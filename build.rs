fn main() {
    if let Err(err) = built::write_built_file() {
        panic!("Failed to acquire build-time information: {err}");
    }
}
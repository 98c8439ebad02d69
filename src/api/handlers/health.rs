use crate::{store::DynStore, GIT_COMMIT_HASH};
use axum::{
    body::Body,
    extract::Extension,
    http::{HeaderMap, HeaderValue, Method, StatusCode},
    response::{IntoResponse, Json},
};
use serde::{Deserialize, Serialize};
use tracing::{debug, error};
use utoipa::ToSchema;

#[derive(ToSchema, Serialize, Deserialize, Debug)]
pub struct Health {
    commit: String,
    name: String,
    version: String,
    database: String,
}

#[utoipa::path(
    get,
    path = "/health",
    responses(
        (status = 200, description = "Database is healthy", body = Health),
        (status = 503, description = "Database is unhealthy", body = Health)
    ),
    tag = "health"
)]
// axum handler for health, also mounted for OPTIONS (headers only)
pub async fn health(method: Method, store: Extension<DynStore>) -> impl IntoResponse {
    let result = store.ping().await.map_err(|err| {
        error!("Database health check failed: {err:#}");
        StatusCode::SERVICE_UNAVAILABLE
    });

    let health = Health {
        commit: GIT_COMMIT_HASH.to_string(),
        name: env!("CARGO_PKG_NAME").to_string(),
        version: env!("CARGO_PKG_VERSION").to_string(),
        database: if result.is_ok() {
            "ok".to_string()
        } else {
            "error".to_string()
        },
    };

    let body = if method == Method::GET {
        Json(&health).into_response()
    } else {
        Body::empty().into_response()
    };

    let short_hash = health.commit.get(0..7).unwrap_or_default();
    let headers = format!("{}:{}:{}", health.name, health.version, short_hash)
        .parse::<HeaderValue>()
        .map(|x_app| {
            debug!("X-App header: {:?}", x_app);
            let mut headers = HeaderMap::new();
            headers.insert("X-App", x_app);
            headers
        })
        .unwrap_or_else(|err| {
            error!("Failed to parse X-App header: {}", err);
            HeaderMap::new()
        });

    match result {
        Ok(()) => (StatusCode::OK, headers, body),
        Err(status) => (status, headers, body),
    }
}

#[cfg(test)]
mod tests {
    use super::*;
    use crate::store::memory::MemoryStore;
    use axum::{body::to_bytes, routing::get, Router};
    use std::sync::Arc;
    use tower::ServiceExt;

    fn app(store: Arc<MemoryStore>) -> Router {
        let store: DynStore = store;
        Router::new()
            .route("/health", get(health).options(health))
            .layer(Extension(store))
    }

    #[tokio::test]
    async fn health_reports_ok_with_x_app_header() -> anyhow::Result<()> {
        let response = app(Arc::new(MemoryStore::new()))
            .oneshot(
                axum::http::Request::builder()
                    .uri("/health")
                    .body(Body::empty())?,
            )
            .await?;
        assert_eq!(response.status(), StatusCode::OK);
        let x_app = response
            .headers()
            .get("X-App")
            .and_then(|value| value.to_str().ok())
            .unwrap_or_default()
            .to_string();
        assert!(x_app.starts_with(&format!(
            "{}:{}:",
            env!("CARGO_PKG_NAME"),
            env!("CARGO_PKG_VERSION")
        )));
        let bytes = to_bytes(response.into_body(), usize::MAX).await?;
        let body: serde_json::Value = serde_json::from_slice(&bytes)?;
        assert_eq!(body.get("database"), Some(&serde_json::json!("ok")));
        Ok(())
    }

    #[tokio::test]
    async fn health_is_unavailable_when_database_is_down() -> anyhow::Result<()> {
        let store = Arc::new(MemoryStore::new());
        store.set_unhealthy(true);
        let response = app(store)
            .oneshot(
                axum::http::Request::builder()
                    .uri("/health")
                    .body(Body::empty())?,
            )
            .await?;
        assert_eq!(response.status(), StatusCode::SERVICE_UNAVAILABLE);
        Ok(())
    }

    #[tokio::test]
    async fn options_returns_headers_without_body() -> anyhow::Result<()> {
        let response = app(Arc::new(MemoryStore::new()))
            .oneshot(
                axum::http::Request::builder()
                    .method(Method::OPTIONS)
                    .uri("/health")
                    .body(Body::empty())?,
            )
            .await?;
        assert_eq!(response.status(), StatusCode::OK);
        assert!(response.headers().contains_key("X-App"));
        let bytes = to_bytes(response.into_body(), usize::MAX).await?;
        assert!(bytes.is_empty());
        Ok(())
    }
}
use anyhow::Result;
use gatehouse::cli;

#[tokio::main]
async fn main() -> Result<()> {
    let action = cli::start()?;

    action.execute().await?;

    Ok(())
}
//! Password reset: token issue, email link and completion.
//!
//! The same path serves invited users. Approval creates a credential account
//! without a password and then issues a reset token in invite mode, so the
//! first password is set through the reset link.

use anyhow::{Context, Result};
use axum::{extract::rejection::JsonRejection, extract::Extension, http::StatusCode, Json};
use chrono::{Duration, Utc};
use std::sync::Arc;
use tracing::{info, warn};
use uuid::Uuid;

use super::{
    state::AuthConfig,
    types::{PasswordResetRequest, ResetPasswordRequest, StatusResponse},
    utils::{generate_token, hash_password, hash_token, validate_password},
};
use crate::{
    api::{
        email::{
            templates::{self, PasswordLinkKind},
            EmailDispatcher,
        },
        error::{ApiError, ResultExt},
        handlers::validation::normalize,
    },
    store::DynStore,
};

const RESET_IDENTIFIER_PREFIX: &str = "reset-password:";
const INVALID_TOKEN: &str = "Invalid or expired token";
const RESET_REQUESTED: &str = "If this email exists in our system, check your email for the reset link";

/// Issue a reset token for `email` and queue the link.
///
/// Returns `Ok(false)` when no user has that email. Email delivery is not
/// awaited; only token storage can fail.
pub(crate) async fn initiate_password_reset(
    store: &DynStore,
    dispatcher: &EmailDispatcher,
    auth_config: &AuthConfig,
    email: &str,
    kind: PasswordLinkKind,
) -> Result<bool> {
    let Some(user) = store.user_by_email(email).await? else {
        return Ok(false);
    };

    let token = generate_token()?;
    let ttl_seconds = auth_config.password_reset_ttl_seconds();
    let expires_at = Utc::now() + Duration::seconds(ttl_seconds);
    store
        .insert_verification(
            &format!("{RESET_IDENTIFIER_PREFIX}{}", user.id),
            &hash_token(&token),
            expires_at,
        )
        .await
        .context("failed to store password reset token")?;

    let url = auth_config.password_reset_url(&token);
    let message = templates::password_link(
        &user.email,
        user.display_username.as_deref().unwrap_or(&user.username),
        &url,
        ttl_seconds / 60,
        kind,
    );
    if dispatcher.enqueue(message) {
        info!(user_id = %user.id, ?kind, "password link queued");
    }
    Ok(true)
}

#[utoipa::path(
    post,
    path = "/api/auth/request-password-reset",
    request_body = PasswordResetRequest,
    responses(
        (status = 200, description = "Reset requested; the response does not reveal whether the email exists", body = StatusResponse),
        (status = 400, description = "Invalid request body", body = crate::api::error::ErrorBody)
    ),
    tag = "auth"
)]
pub async fn request_password_reset(
    store: Extension<DynStore>,
    dispatcher: Extension<EmailDispatcher>,
    auth_config: Extension<Arc<AuthConfig>>,
    payload: Result<Json<PasswordResetRequest>, JsonRejection>,
) -> Result<(StatusCode, Json<StatusResponse>), ApiError> {
    let Json(request) = payload.map_err(|_| ApiError::validation("Invalid request body"))?;
    let email = normalize(&request.email);

    if !email.is_empty() {
        // Failures are logged only; the response is the same either way.
        match initiate_password_reset(
            &store,
            &dispatcher,
            &auth_config,
            &email,
            PasswordLinkKind::Reset,
        )
        .await
        {
            Ok(true) => {}
            Ok(false) => info!("password reset requested for unknown email"),
            Err(err) => warn!("Failed to initiate password reset: {err:#}"),
        }
    }

    Ok((
        StatusCode::OK,
        Json(StatusResponse {
            status: true,
            message: Some(RESET_REQUESTED.to_string()),
        }),
    ))
}

#[utoipa::path(
    post,
    path = "/api/auth/reset-password",
    request_body = ResetPasswordRequest,
    responses(
        (status = 200, description = "Password updated and sessions revoked", body = StatusResponse),
        (status = 400, description = "Invalid or expired token, or bad password", body = crate::api::error::ErrorBody),
        (status = 500, description = "Internal error", body = crate::api::error::ErrorBody)
    ),
    tag = "auth"
)]
pub async fn reset_password(
    store: Extension<DynStore>,
    payload: Result<Json<ResetPasswordRequest>, JsonRejection>,
) -> Result<(StatusCode, Json<StatusResponse>), ApiError> {
    let Json(request) = payload.map_err(|_| ApiError::validation("Invalid request body"))?;
    let token = request.token.trim();
    if token.is_empty() {
        return Err(ApiError::validation(INVALID_TOKEN));
    }
    // Checked before the token is consumed so a bad password does not burn it.
    validate_password(&request.new_password).map_err(ApiError::Validation)?;

    let identifier = store
        .consume_verification(&hash_token(token))
        .await
        .or_unexpected("Failed to reset password")?
        .ok_or_else(|| ApiError::validation(INVALID_TOKEN))?;
    let user_id = identifier
        .strip_prefix(RESET_IDENTIFIER_PREFIX)
        .and_then(|id| Uuid::parse_str(id).ok())
        .ok_or_else(|| ApiError::validation(INVALID_TOKEN))?;
    if store
        .user_by_id(user_id)
        .await
        .or_unexpected("Failed to reset password")?
        .is_none()
    {
        return Err(ApiError::validation(INVALID_TOKEN));
    }

    let password_hash = hash_password(&request.new_password)
        .await
        .or_unexpected("Failed to reset password")?;
    store
        .set_password(user_id, &password_hash)
        .await
        .or_unexpected("Failed to reset password")?;
    let revoked = store
        .delete_user_sessions(user_id)
        .await
        .or_unexpected("Failed to reset password")?;
    info!(%user_id, revoked, "password reset completed");

    Ok((
        StatusCode::OK,
        Json(StatusResponse {
            status: true,
            message: None,
        }),
    ))
}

[About this task] From the data above, copy every line where "ToSchema" appears.

[Expected answer]
use utoipa::ToSchema;
#[derive(ToSchema, Serialize, Deserialize, Debug)]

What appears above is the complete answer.